A defensive subfaction, Ironbark is largely about being able to gain ground and stay there. If you play Ironbark you want to use your defensive position to move up to objectives and keep anyone from knocking you off or to lock down enemy units and keep them from going anywhere as long as possible

  • Army Ability: Stubborn and Tactiturn – You may re-roll battleshock tests for units wholly within 12″ of one of your heroes.
    • This doesn’t jive well for Sylvaneth because you’re rarely running very large units, relying on your heroes or smaller elite units. It can have an edge case use for Dryads, who are sometimes fielded in groups of 20 or more.
  • Command Ability: Stand Firm – In the combat phase, before anyone is nominated to fight, pick a friendly unit who just charged that turn and then an enemy unit within 1″ of that unit. Roll a die and on a 2+ deal D3 mortal wounds.
    • Not bad for softening a unit up before attacking them proper.
  • Command Trait: Mere Rainfall – Reroll all saves for ranged attacks at your General.
    • Really good defensive ability, between this and Look Out, Sir! Your opponent likely won’t even bother attacking your general unless they have a lot of attacks.
  • Artefact of Power: Ironbark Talisman – Add 1 to wound rolls for melee weapons by the bearer.
    • +1 to wound rolls are hard to come by, savor them.


As of this writing, Winterleaf is far and away the most popular tournament glade. It has a very aggressive playstyle that benefits a variety of units as most of the perks apply to everything in the army.

  • Army Ability: Winter’s Bite – When rolling to hit for melee attacks, on a 6, deal 2 hits instead of 1.
    • This applies to all unit’s melee attacks making it very versatile, especially with dryad spam or Greatsword Hunters.
  • Command Ability: Branch Blizzard – During your shooting phase you can nominate an enemy unit within 12″ of one of your Heroes and roll a die for each model in the unit. On a 6+ deal a mortal wound.
    • Naturally this is better against big hordes. 12″ is a bit close but you can get yourself ready for a charge and lead with this to soften them up first.
  • Command Trait: My Heart is Ice – When your general takes a wound from a melee attack, roll a die and on a 5+ deal a mortal wound back.
    • Not worth relying on but it’s a nice perk when it works.
  • Artefact of Power: Frozen Kernel – Once per battle you can nominate a friendly unit wholly within 18″ of the bearer, and they can attack a second time.
    • This can be clutch if you didn’t quite kill something you needed dead. Put this on an Arch Revenant or another melee buff but to help them finish the job.

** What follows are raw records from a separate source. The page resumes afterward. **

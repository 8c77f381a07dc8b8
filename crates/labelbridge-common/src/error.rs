//! Error types for XRPC client operations

use bytes::Bytes;

/// Client error type wrapping all possible error conditions
#[derive(Debug, thiserror::Error, miette::Diagnostic)]
pub enum ClientError {
    /// HTTP transport error
    #[error("HTTP transport error: {0}")]
    Transport(
        #[from]
        #[diagnostic_source]
        TransportError,
    ),

    /// Request serialization failed
    #[error("{0}")]
    Encode(
        #[from]
        #[diagnostic_source]
        EncodeError,
    ),

    /// Response deserialization failed
    #[error("{0}")]
    Decode(
        #[from]
        #[diagnostic_source]
        DecodeError,
    ),

    /// HTTP error response
    #[error("HTTP {0}")]
    Http(
        #[from]
        #[diagnostic_source]
        HttpError,
    ),
}

/// Transport-level errors that occur during HTTP communication
#[derive(Debug, thiserror::Error, miette::Diagnostic)]
pub enum TransportError {
    /// Failed to establish connection to server
    #[error("Connection error: {0}")]
    Connect(String),

    /// Request timed out
    #[error("Request timeout")]
    Timeout,

    /// Request construction failed (malformed URI, headers, etc.)
    #[error("Invalid request: {0}")]
    InvalidRequest(String),

    /// Other transport error
    #[error("Transport error: {0}")]
    Other(Box<dyn std::error::Error + Send + Sync>),
}

/// Error type for encoding XRPC requests
#[derive(Debug, thiserror::Error, miette::Diagnostic)]
pub enum EncodeError {
    /// Failed to serialize query parameters
    #[error("Failed to serialize query: {0}")]
    Query(
        #[from]
        #[source]
        serde_html_form::ser::Error,
    ),

    /// Failed to serialize JSON body
    #[error("Failed to serialize JSON: {0}")]
    Json(
        #[from]
        #[source]
        serde_json::Error,
    ),
}

/// Response deserialization errors
#[derive(Debug, thiserror::Error, miette::Diagnostic)]
pub enum DecodeError {
    /// JSON deserialization failed
    #[error("Failed to deserialize JSON: {0}")]
    Json(
        #[from]
        #[source]
        serde_json::Error,
    ),
}

/// HTTP error response (non-2xx status codes)
#[derive(Debug, thiserror::Error, miette::Diagnostic)]
pub struct HttpError {
    /// HTTP status code
    pub status: http::StatusCode,
    /// Response body if available
    pub body: Option<Bytes>,
}

impl std::fmt::Display for HttpError {
    fn fmt(&self, f: &mut std::fmt::Formatter<'_>) -> std::fmt::Result {
        write!(f, "HTTP {}", self.status)?;
        if let Some(body) = &self.body {
            if let Ok(s) = std::str::from_utf8(body) {
                if !s.is_empty() {
                    write!(f, ":\n{}", s)?;
                }
            }
        }
        Ok(())
    }
}

/// Result type for client operations
pub type XrpcResult<T> = std::result::Result<T, ClientError>;

impl From<reqwest::Error> for TransportError {
    fn from(e: reqwest::Error) -> Self {
        if e.is_timeout() {
            Self::Timeout
        } else if e.is_connect() {
            Self::Connect(e.to_string())
        } else if e.is_builder() || e.is_request() {
            Self::InvalidRequest(e.to_string())
        } else {
            Self::Other(Box::new(e))
        }
    }
}
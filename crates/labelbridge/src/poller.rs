//! Polling supervisor: walks every sync-enabled tenant on a fixed cadence
//! and routes inbound labeler events to the review queue.
//!
//! Error isolation is deliberate and layered: a tenant whose poll fails is
//! logged and skipped until the next cycle (its cursor untouched); an event
//! whose processing fails is logged and skipped (its cursor already advanced
//! with the page, so the failure becomes a skip rather than a wedge).

use crate::error::BridgeError;
use crate::mapper::EventCategory;
use crate::review_queue::{REVIEW_SOURCE, ReviewQueue, ReviewQueueItem};
use crate::service::{LabelerBridge, classify_event};
use chrono::Utc;
use labelbridge_common::http_client::HttpClient;
use labelbridge_ozone::defs::ModEventView;
use std::sync::Arc;
use std::time::Duration;
use tokio::sync::watch;

/// Poller configuration: a closed set, no option bags.
#[derive(Debug, Clone, Copy, PartialEq, Eq)]
pub struct PollerConfig {
    /// Delay between cycles.
    pub interval: Duration,
    /// Master switch; when false, [`PollSupervisor::run`] returns immediately.
    pub enabled: bool,
}

impl Default for PollerConfig {
    fn default() -> Self {
        Self {
            interval: Duration::from_millis(30_000),
            enabled: false,
        }
    }
}

/// Long-running supervisor driving `poll → classify → enqueue` per tenant.
pub struct PollSupervisor<C: HttpClient + Clone> {
    bridge: Arc<LabelerBridge<C>>,
    review_queue: Arc<dyn ReviewQueue>,
    config: PollerConfig,
}

impl<C: HttpClient + Clone> PollSupervisor<C> {
    pub fn new(
        bridge: Arc<LabelerBridge<C>>,
        review_queue: Arc<dyn ReviewQueue>,
        config: PollerConfig,
    ) -> Self {
        Self {
            bridge,
            review_queue,
            config,
        }
    }

    /// Run until the shutdown signal flips. The signal is checked before
    /// each tenant and during the inter-cycle sleep; the tenant currently
    /// being processed always drains its event page first.
    pub async fn run(&self, mut shutdown_rx: watch::Receiver<bool>) {
        if !self.config.enabled {
            tracing::info!("event poller disabled");
            return;
        }
        tracing::info!(
            interval_ms = self.config.interval.as_millis() as u64,
            "event poller started"
        );

        loop {
            if *shutdown_rx.borrow() {
                break;
            }

            self.run_cycle(&shutdown_rx).await;

            tokio::select! {
                _ = tokio::time::sleep(self.config.interval) => {}
                _ = shutdown_rx.changed() => {
                    break;
                }
            }
        }

        tracing::info!("event poller stopped");
    }

    /// One pass over every sync-enabled tenant.
    pub async fn run_cycle(&self, shutdown_rx: &watch::Receiver<bool>) {
        let tenants = match self.bridge.list_enabled_tenants().await {
            Ok(tenants) => tenants,
            Err(e) => {
                tracing::warn!(error = %e, "failed to list sync-enabled tenants");
                return;
            }
        };

        tracing::debug!(tenant_count = tenants.len(), "poll cycle starting");

        for tenant_id in tenants {
            if *shutdown_rx.borrow() {
                break;
            }
            self.poll_tenant(&tenant_id).await;
        }
    }

    /// Poll one tenant and process its page of events in stream order.
    async fn poll_tenant(&self, tenant_id: &str) {
        let outcome = match self.bridge.poll_events(tenant_id).await {
            Ok(outcome) => outcome,
            Err(e) => {
                tracing::warn!(tenant_id, error = %e, "event poll failed");
                return;
            }
        };

        if !outcome.events.is_empty() {
            tracing::debug!(
                tenant_id,
                event_count = outcome.events.len(),
                cursor = ?outcome.new_cursor,
                "processing labeler events"
            );
        }

        for event in &outcome.events {
            if let Err(e) = self.process_event(tenant_id, event).await {
                tracing::error!(
                    tenant_id,
                    event_id = event.id,
                    error = %e,
                    "event processing failed; skipping"
                );
            }
        }
    }

    async fn process_event(
        &self,
        tenant_id: &str,
        event: &ModEventView,
    ) -> Result<(), BridgeError> {
        let classified = classify_event(event);

        let Some(category) = classified.category else {
            tracing::debug!(tenant_id, event_id = event.id, kind = %event.event.kind, "unrecognized event kind; skipping");
            return Ok(());
        };
        let Some(subject_did) = classified.subject_did.clone() else {
            tracing::debug!(tenant_id, event_id = event.id, "event has no resolvable subject; skipping");
            return Ok(());
        };

        match category {
            EventCategory::Report | EventCategory::Label | EventCategory::Escalate => {
                let reason = match category {
                    EventCategory::Report => match &event.event.report_type {
                        Some(report_type) => format!(
                            "Report received from external labeler ({})",
                            report_type
                        ),
                        None => "Report received from external labeler".to_owned(),
                    },
                    EventCategory::Label => format!(
                        "Labels applied by external labeler: {}",
                        classified.labels.join(", ")
                    ),
                    EventCategory::Escalate => "Escalated from external labeler".to_owned(),
                    _ => unreachable!(),
                };

                // Label events carry policy context for triage.
                let policy_ids = if category == EventCategory::Label {
                    self.bridge
                        .map_labels_to_policies(tenant_id, &classified.labels)
                        .await?
                } else {
                    Vec::new()
                };

                self.review_queue
                    .enqueue(ReviewQueueItem {
                        tenant_id: tenant_id.to_owned(),
                        payload: serde_json::json!({
                            "reason": reason,
                            "category": category,
                            "subjectDid": subject_did,
                            "classified": classified,
                            "event": event,
                        }),
                        created_at: Utc::now(),
                        source: REVIEW_SOURCE.to_owned(),
                        correlation_id: Some(event.id.to_string()),
                        policy_ids,
                    })
                    .await?;
            }
            EventCategory::Takedown | EventCategory::Comment => {
                tracing::info!(
                    tenant_id,
                    event_id = event.id,
                    category = ?category,
                    subject_did = %subject_did,
                    "recorded external moderation event"
                );
            }
        }

        Ok(())
    }
}
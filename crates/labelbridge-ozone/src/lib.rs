//! # labelbridge-ozone
//!
//! Handwritten lexicon types for the slice of the `tools.ozone.moderation`
//! surface the bridge actually calls, plus the subject/event definitions they
//! reference. Outbound events are closed `$type`-tagged unions; inbound
//! events keep `$type` as a string because labelers are free to emit event
//! kinds this crate has never heard of.

pub mod defs;
pub mod emit_event;
pub mod health;
pub mod query_events;
pub mod query_statuses;

pub use defs::{
    ModEvent, ModEventAcknowledge, ModEventComment, ModEventData, ModEventEscalate,
    ModEventLabel, ModEventReverseTakedown, ModEventTakedown, ModEventView, RepoRef, StrongRef,
    SubjectRef,
};
pub use emit_event::{EmitEvent, EmitEventOutput};
pub use health::{HealthCheck, ServerHealth};
pub use query_events::{QueryEventsParams, QueryEventsOutput};
pub use query_statuses::{QueryStatusesParams, QueryStatusesOutput, SubjectStatusView};
//! Stateless protocol client for one tenant's labeler.
//!
//! One instance per tenant credential. Every call mints a fresh bearer token
//! and is bounded by a per-call timeout, so a wedged labeler cannot stall a
//! polling cycle for longer than the timeout.

use crate::credentials::LabelerCredential;
use crate::error::BridgeError;
use crate::token;
use labelbridge_common::error::TransportError;
use labelbridge_common::http_client::HttpClient;
use labelbridge_common::xrpc::{XrpcExt, XrpcRequest};
use labelbridge_ozone::emit_event::{EmitEvent, EmitEventOutput};
use labelbridge_ozone::health::{HealthCheck, ServerHealth};
use labelbridge_ozone::query_events::{QueryEventsOutput, QueryEventsParams};
use labelbridge_ozone::query_statuses::{QueryStatusesOutput, QueryStatusesParams};
use std::time::Duration;

/// Timeout applied to every moderation call.
pub const REQUEST_TIMEOUT: Duration = Duration::from_secs(10);

/// Timeout applied to the health check.
pub const HEALTH_TIMEOUT: Duration = Duration::from_secs(5);

/// XRPC client over one tenant's labeler.
pub struct LabelerClient<C: HttpClient> {
    http: C,
    credential: LabelerCredential,
}

impl<C: HttpClient> LabelerClient<C> {
    pub fn new(http: C, credential: LabelerCredential) -> Self {
        Self { http, credential }
    }

    pub fn credential(&self) -> &LabelerCredential {
        &self.credential
    }

    async fn send_authed<R>(&self, request: &R, timeout: Duration) -> Result<R::Output, BridgeError>
    where
        R: XrpcRequest + Sync,
    {
        let bearer = token::mint(&self.credential)?;
        let call = self
            .http
            .xrpc(self.credential.service_url.clone())
            .auth_bearer(bearer);

        let output = tokio::time::timeout(timeout, call.send(request))
            .await
            .map_err(|_| TransportError::Timeout)??;
        Ok(output)
    }

    /// Page through the labeler's moderation event stream.
    pub async fn query_events(
        &self,
        params: &QueryEventsParams,
    ) -> Result<QueryEventsOutput, BridgeError> {
        self.send_authed(params, REQUEST_TIMEOUT).await
    }

    /// Apply a moderation event to a subject.
    pub async fn emit_event(&self, input: &EmitEvent) -> Result<EmitEventOutput, BridgeError> {
        self.send_authed(input, REQUEST_TIMEOUT).await
    }

    /// Query subject review statuses.
    pub async fn query_statuses(
        &self,
        params: &QueryStatusesParams,
    ) -> Result<QueryStatusesOutput, BridgeError> {
        self.send_authed(params, REQUEST_TIMEOUT).await
    }

    /// Liveness probe. Unauthenticated, short timeout.
    pub async fn health(&self) -> Result<ServerHealth, BridgeError> {
        let call = self.http.xrpc(self.credential.service_url.clone());
        let output = tokio::time::timeout(HEALTH_TIMEOUT, call.send(&HealthCheck {}))
            .await
            .map_err(|_| TransportError::Timeout)??;
        Ok(output)
    }
}
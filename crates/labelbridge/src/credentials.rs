//! Read-through adapter over the platform's credential store.
//!
//! The credential store itself belongs to another team; the bridge only ever
//! reads the `EXTERNAL_LABELER` credential kind, one record per tenant. No
//! caching is assumed: callers tolerate repeated lookups, and the file
//! backend re-reads on every call so rotations take effect without a restart.

use crate::error::BridgeError;
use async_trait::async_trait;
use serde::{Deserialize, Serialize};
use std::collections::HashMap;
use std::path::{Path, PathBuf};
use std::sync::Arc;
use tokio::sync::RwLock;
use url::Url;

/// The credential kind this adapter reads from the platform store.
pub const CREDENTIAL_KIND: &str = "EXTERNAL_LABELER";

/// Per-tenant connection material for a self-hosted labeler.
#[derive(Debug, Clone, Serialize, Deserialize)]
#[serde(rename_all = "camelCase")]
pub struct LabelerCredential {
    pub tenant_id: String,
    /// Base URL of the labeler service.
    pub service_url: Url,
    /// DID of the platform's service account on this labeler.
    pub did: String,
    /// Raw secp256k1 private scalar, hex-encoded (optionally `0x`-prefixed).
    pub signing_key_hex: String,
    /// Human label; unused by the bridge.
    #[serde(default, skip_serializing_if = "Option::is_none")]
    pub handle: Option<String>,
}

/// Pluggable source of labeler credentials.
#[async_trait]
pub trait CredentialStore: Send + Sync {
    /// Fetch the labeler credential for a tenant. `None` means the tenant is
    /// not configured for the external labeler, which is a normal condition.
    async fn get(&self, tenant_id: &str) -> Result<Option<LabelerCredential>, BridgeError>;
}

/// In-memory credential store for tests and embedded setups.
#[derive(Clone, Default)]
pub struct MemoryCredentialStore(Arc<RwLock<HashMap<String, LabelerCredential>>>);

impl MemoryCredentialStore {
    pub fn new() -> Self {
        Self::default()
    }

    /// Insert or replace a tenant's credential.
    pub async fn insert(&self, credential: LabelerCredential) {
        self.0
            .write()
            .await
            .insert(credential.tenant_id.clone(), credential);
    }

    pub async fn remove(&self, tenant_id: &str) {
        self.0.write().await.remove(tenant_id);
    }
}

#[async_trait]
impl CredentialStore for MemoryCredentialStore {
    async fn get(&self, tenant_id: &str) -> Result<Option<LabelerCredential>, BridgeError> {
        Ok(self.0.read().await.get(tenant_id).cloned())
    }
}

/// File-backed credential store: a JSON map of tenant id to credential.
///
/// NOT a secrets manager; suitable for development and single-box
/// deployments where the file carries filesystem permissions.
#[derive(Clone, Debug)]
pub struct FileCredentialStore {
    path: PathBuf,
}

impl FileCredentialStore {
    pub fn new(path: impl AsRef<Path>) -> Self {
        Self {
            path: path.as_ref().to_owned(),
        }
    }
}

#[async_trait]
impl CredentialStore for FileCredentialStore {
    async fn get(&self, tenant_id: &str) -> Result<Option<LabelerCredential>, BridgeError> {
        let file = std::fs::read_to_string(&self.path).map_err(BridgeError::persistence)?;
        let mut map: HashMap<String, LabelerCredential> =
            serde_json::from_str(&file).map_err(BridgeError::persistence)?;
        Ok(map.remove(tenant_id))
    }
}
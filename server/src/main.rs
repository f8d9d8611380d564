use tokio::net::TcpListener;
use tracing_subscriber::EnvFilter;

#[tokio::main]
async fn main() -> Result<(), std::io::Error> {
    tracing_subscriber::fmt()
        .with_env_filter(
            EnvFilter::try_from_default_env().unwrap_or_else(|_| EnvFilter::new("info")),
        )
        .init();

    let port = std::env::var("PORT").unwrap_or_else(|_| "3000".to_string());
    let addr = format!("127.0.0.1:{port}");
    let listener = TcpListener::bind(&addr).await?;
    tracing::info!("listening on {addr}");
    todo_server::run(listener).await
}
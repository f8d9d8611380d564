//! Error-to-response mapping for the API.
//!
//! # Design
//! Validation failures on create map to 400 and unknown ids map
//! to 404, each with a `{"error": <message>}` JSON body. Every error
//! is handled here and surfaced as a response; none is fatal to the
//! process.

use axum::{
    http::StatusCode,
    response::{IntoResponse, Response},
    Json,
};
use serde_json::json;
use todo_core::StoreError;

/// Errors surfaced to clients as JSON error bodies.
#[derive(Debug, Clone, Copy, PartialEq, Eq)]
pub enum ApiError {
    /// The request body was not valid JSON.
    InvalidJson,

    /// The create body had no string `text` key.
    MissingText,

    /// The todo text was empty after trimming.
    EmptyText,

    /// No todo with the requested id exists.
    NotFound,
}

impl ApiError {
    fn status(self) -> StatusCode {
        match self {
            ApiError::InvalidJson | ApiError::MissingText | ApiError::EmptyText => {
                StatusCode::BAD_REQUEST
            }
            ApiError::NotFound => StatusCode::NOT_FOUND,
        }
    }

    fn message(self) -> &'static str {
        match self {
            ApiError::InvalidJson => "Request body must be valid JSON",
            ApiError::MissingText => "Missing text field",
            ApiError::EmptyText => "Text cannot be empty",
            ApiError::NotFound => "Todo not found",
        }
    }
}

impl From<StoreError> for ApiError {
    fn from(err: StoreError) -> Self {
        match err {
            StoreError::EmptyText => ApiError::EmptyText,
            StoreError::NotFound => ApiError::NotFound,
        }
    }
}

impl IntoResponse for ApiError {
    fn into_response(self) -> Response {
        (self.status(), Json(json!({ "error": self.message() }))).into_response()
    }
}
//! Error types for the todo store.
//!
//! # Design
//! Two variants because callers map them to different HTTP statuses:
//! `EmptyText` is a validation failure on create (400), `NotFound` is
//! an unknown id on update or delete (404). Neither is fatal; the
//! store stays usable after any error.

use std::fmt;

/// Errors returned by `TodoStore` operations.
#[derive(Debug, Clone, PartialEq, Eq)]
pub enum StoreError {
    /// The todo text was empty after trimming surrounding whitespace.
    EmptyText,

    /// No todo with the given id exists in the store.
    NotFound,
}

impl fmt::Display for StoreError {
    fn fmt(&self, f: &mut fmt::Formatter<'_>) -> fmt::Result {
        match self {
            StoreError::EmptyText => write!(f, "todo text is empty"),
            StoreError::NotFound => write!(f, "todo not found"),
        }
    }
}

impl std::error::Error for StoreError {}
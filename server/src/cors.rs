//! CORS policy for the `/api` surface.
//!
//! Cross-origin requests are permitted from any origin by default; an
//! `ALLOWED_ORIGINS` environment variable (comma-separated origins)
//! switches to an allow-list.

use axum::http::{header, HeaderValue, Method};
use tower_http::cors::{AllowOrigin, CorsLayer};

pub fn allow_any() -> CorsLayer {
    layer(AllowOrigin::any())
}

pub fn allow_list(origins: Vec<HeaderValue>) -> CorsLayer {
    layer(AllowOrigin::list(origins))
}

/// Policy from `ALLOWED_ORIGINS`; unset means any origin.
///
/// Entries that do not parse as header values are skipped.
pub fn from_env() -> CorsLayer {
    match std::env::var("ALLOWED_ORIGINS") {
        Ok(raw) => allow_list(
            raw.split(',')
                .filter_map(|origin| origin.trim().parse::<HeaderValue>().ok())
                .collect(),
        ),
        Err(_) => allow_any(),
    }
}

fn layer(origin: AllowOrigin) -> CorsLayer {
    CorsLayer::new()
        .allow_origin(origin)
        .allow_methods([Method::GET, Method::POST, Method::PUT, Method::DELETE])
        .allow_headers([header::CONTENT_TYPE])
}
use log::{debug, info};
use rand::seq::{IndexedRandom, SliceRandom};
use rand::Rng;
use streetscout_core::{sample_coordinate, Coordinate, Region};
use streetscout_quality::{score_rgb, QualityParams};

#[cfg(feature = "tracing")]
use tracing::instrument;

use super::outcome::{
    AttemptOutcome, AttemptRecord, Candidate, RegionOutcome, RegionReport, RunSummary,
};
use super::params::SamplingParams;
use super::select::best_candidate;
use crate::config::{ConfigError, SamplerConfig};
use crate::error::RunError;
use crate::provider::{PanoramaId, PanoramaProvider, ViewRequest};
use crate::rgb_view;
use crate::sink::{SampleSink, SinkError};

/// Drives the sampling loop against a provider and a sink.
///
/// All randomness comes from the `rng` passed to each call, so a seeded
/// generator replays the same coordinates and heading orders.
#[derive(Debug)]
pub struct RegionSampler<P, S> {
    provider: P,
    sink: S,
    sampling: SamplingParams,
    quality: QualityParams,
}

impl<P: PanoramaProvider, S: SampleSink> RegionSampler<P, S> {
    pub fn new(provider: P, sink: S, sampling: SamplingParams, quality: QualityParams) -> Self {
        Self {
            provider,
            sink,
            sampling,
            quality,
        }
    }

    /// Validate `config` and take its sampling and quality parameters.
    pub fn from_config(provider: P, sink: S, config: &SamplerConfig) -> Result<Self, ConfigError> {
        config.validate()?;
        Ok(Self::new(
            provider,
            sink,
            config.sampling.clone(),
            config.quality,
        ))
    }

    pub fn sampling(&self) -> &SamplingParams {
        &self.sampling
    }

    pub fn quality(&self) -> &QualityParams {
        &self.quality
    }

    pub fn provider(&self) -> &P {
        &self.provider
    }

    pub fn sink(&self) -> &S {
        &self.sink
    }

    pub fn into_parts(self) -> (P, S) {
        (self.provider, self.sink)
    }

    /// Nearest panorama at the primary radius, else at the fallback radius.
    ///
    /// Returns the panorama together with the radius that found it.
    pub fn resolve(&self, at: Coordinate) -> Option<(PanoramaId, u32)> {
        let radii = [self.sampling.primary_radius_m, self.sampling.fallback_radius_m];
        radii.into_iter().find_map(|radius| {
            let pano = self.provider.resolve_panorama(at, radius);
            if pano.is_none() {
                debug!("no panorama within {radius} m of {}", at.to_fixed5());
            }
            pano.map(|p| (p, radius))
        })
    }

    /// Render `pano` at every heading in `order` and keep the best view.
    ///
    /// Headings whose fetch fails are skipped. Ties keep the heading visited
    /// first.
    pub fn best_view(&self, pano: &PanoramaId, order: &[f64]) -> Option<Candidate> {
        let candidates = order.iter().filter_map(|&heading_deg| {
            let view = ViewRequest {
                heading_deg,
                fov_deg: self.sampling.fov_deg,
                pitch_deg: self.sampling.pitch_deg,
            };
            let Some(image) = self.provider.fetch_image(pano, &view) else {
                debug!("pano {pano} heading {heading_deg}: no image");
                return None;
            };
            let score = score_rgb(&rgb_view(&image), &self.quality);
            debug!("pano {pano} heading {heading_deg}: score {score:.3}");
            Some(Candidate {
                heading_deg,
                image,
                score,
            })
        });
        best_candidate(candidates)
    }

    /// Run one attempt: draw, resolve, render, score, maybe persist.
    fn attempt<R: Rng + ?Sized>(
        &mut self,
        region: &Region,
        rng: &mut R,
    ) -> Result<AttemptRecord, SinkError> {
        let coordinate = sample_coordinate(&region.bbox, rng);
        let Some((pano, radius_m)) = self.resolve(coordinate) else {
            return Ok(AttemptRecord {
                coordinate,
                radius_m: None,
                heading_order: Vec::new(),
                outcome: AttemptOutcome::NoPanorama,
            });
        };

        let mut heading_order = self.sampling.headings_deg.clone();
        heading_order.shuffle(rng);

        let outcome = match self.best_view(&pano, &heading_order) {
            None => AttemptOutcome::NoImagery { pano },
            Some(best) if self.quality.accepts(best.score) => {
                let path = self.sink.persist(&region.city, coordinate, &best.image)?;
                AttemptOutcome::Accepted {
                    pano,
                    heading_deg: best.heading_deg,
                    score: best.score,
                    path,
                }
            }
            Some(best) => AttemptOutcome::BelowThreshold {
                pano,
                heading_deg: best.heading_deg,
                score: best.score,
            },
        };

        Ok(AttemptRecord {
            coordinate,
            radius_m: Some(radius_m),
            heading_order,
            outcome,
        })
    }

    /// Sample `region` until a view is accepted or the attempt budget runs
    /// out.
    ///
    /// At most one file is written per call. A sink failure aborts the
    /// region and is returned.
    #[cfg_attr(
        feature = "tracing",
        instrument(level = "info", skip_all, fields(region = %region.name, city = %region.city))
    )]
    pub fn sample_region<R: Rng + ?Sized>(
        &mut self,
        region: &Region,
        rng: &mut R,
    ) -> Result<RegionReport, SinkError> {
        let mut attempts = Vec::with_capacity(self.sampling.attempts_per_region);

        for n in 1..=self.sampling.attempts_per_region {
            let record = self.attempt(region, rng)?;
            debug!(
                "{} attempt {n}/{}: {} -> {:?}",
                region.city,
                self.sampling.attempts_per_region,
                record.coordinate.to_fixed5(),
                record.outcome
            );

            if let AttemptOutcome::Accepted {
                heading_deg,
                score,
                path,
                ..
            } = &record.outcome
            {
                let outcome = RegionOutcome::Accepted {
                    coordinate: record.coordinate,
                    heading_deg: *heading_deg,
                    score: *score,
                    path: path.clone(),
                };
                info!(
                    "{} ({}): accepted heading {heading_deg} score {score:.3} after {n} attempt(s) -> {}",
                    region.name,
                    region.city,
                    path.display()
                );
                attempts.push(record);
                return Ok(RegionReport {
                    region: region.name.clone(),
                    city: region.city.clone(),
                    attempts,
                    outcome,
                });
            }
            attempts.push(record);
        }

        let report = RegionReport {
            region: region.name.clone(),
            city: region.city.clone(),
            attempts,
            outcome: RegionOutcome::Exhausted,
        };
        match report.best_score() {
            Some(best) => info!(
                "{} ({}): exhausted, best score {best:.3}",
                region.name, region.city
            ),
            None => info!("{} ({}): exhausted, no imagery", region.name, region.city),
        }
        Ok(report)
    }

    /// Sample a set of regions in turn.
    ///
    /// With `regions_per_run = Some(k)`, `k` distinct regions are drawn from
    /// `regions` in random order; with `None` every region runs in the given
    /// order.
    pub fn run<R: Rng + ?Sized>(
        &mut self,
        regions: &[Region],
        regions_per_run: Option<usize>,
        rng: &mut R,
    ) -> Result<RunSummary, RunError> {
        if regions.is_empty() {
            return Err(ConfigError::NoRegions.into());
        }
        let selected: Vec<&Region> = match regions_per_run {
            Some(k) => {
                let mut picked: Vec<&Region> = regions.choose_multiple(rng, k).collect();
                picked.shuffle(rng);
                picked
            }
            None => regions.iter().collect(),
        };
        info!(
            "sampling {} of {} region(s)",
            selected.len(),
            regions.len()
        );

        let mut summary = RunSummary::default();
        for region in selected {
            let report = self.sample_region(region, rng)?;
            summary.regions.push(report);
        }
        Ok(summary)
    }
}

An interesting faction, favoring Spite-Revenants and granting ability to relocate and deep strike. Paired with the Wyldwoods, you have a lot of power to jump around to different parts of the board with reckless abandon. If you want a skirmish heavy playstyle of moving around it might be worth looking at Dreadwood.

  • Army Ability: Malicious Tormentors – Reroll hit rolls of 1 for Spite-Revenants, who are a cheap fodder option.
    • Not bad, but you’ll need a ton of them to get a lot of out of this.
  • Command Ability: Sinister Ambush – Once per turn, at the end of the movement phase, you can pick a friendly unit that is wholly within 18″ of one of your heroes and relocate them with usual deep strike rules of more than 9″ from enemy units.
    • As stated before, combined with wyldwood you can relocate much of your force every turn if you’re smart, keep an eye out for openings in your enemy’s line.
  • Command Trait: Paragon of Terror – Force your enemy to reroll successful battleshock tests when within 6″ of your general.
    • Kind of iffy, as a mirror to rerolling battleshock for your own guys, its going to depend if your opponent has a horde to exploit this on. If they do, it can pluck a few more models off.
  • Artefact of Power: Jewel of Withering – -1 to wound rolls against the bearer.
    • Make your melee heroes a bit tankier, not bad.


Another aggressive charging faction. The buffs tend to help with units with a lot of attacks so they tend to favor fielding large groups of units in a swarm, to get the most out of rerolls or additional attacks.

  • Army Ability: Vibrant Surge – Reroll hit rolls of 1 for units that charged this turn.
    • Decent buff, make sure you get to make the charge.
  • Command Ability: Fertile Ground – Pick a friendly unit within 12″ of hero and add 1 to the attack characteristic of that unit.
    • Good for buffing large groups, but an extra attack is always appreciated.
  • Command Trait: Seek New Fruit – After your General is finished attacking he can move 6″, but he must end his turn more than 3″ from the enemy.
    • Can be a bit tricky to set up but useful when it works. If you’re locked with a foe you cant hope to beat, or are just being tarpitted, fallback and move on, but dont leave yourself exposed unless youre willing to gamble on going first next round.
  • Artefact of Power: The Silent Sickle – +1 on melee attacks for the bearer.
    • Sweet and simple and synergizes well with the other abilities here.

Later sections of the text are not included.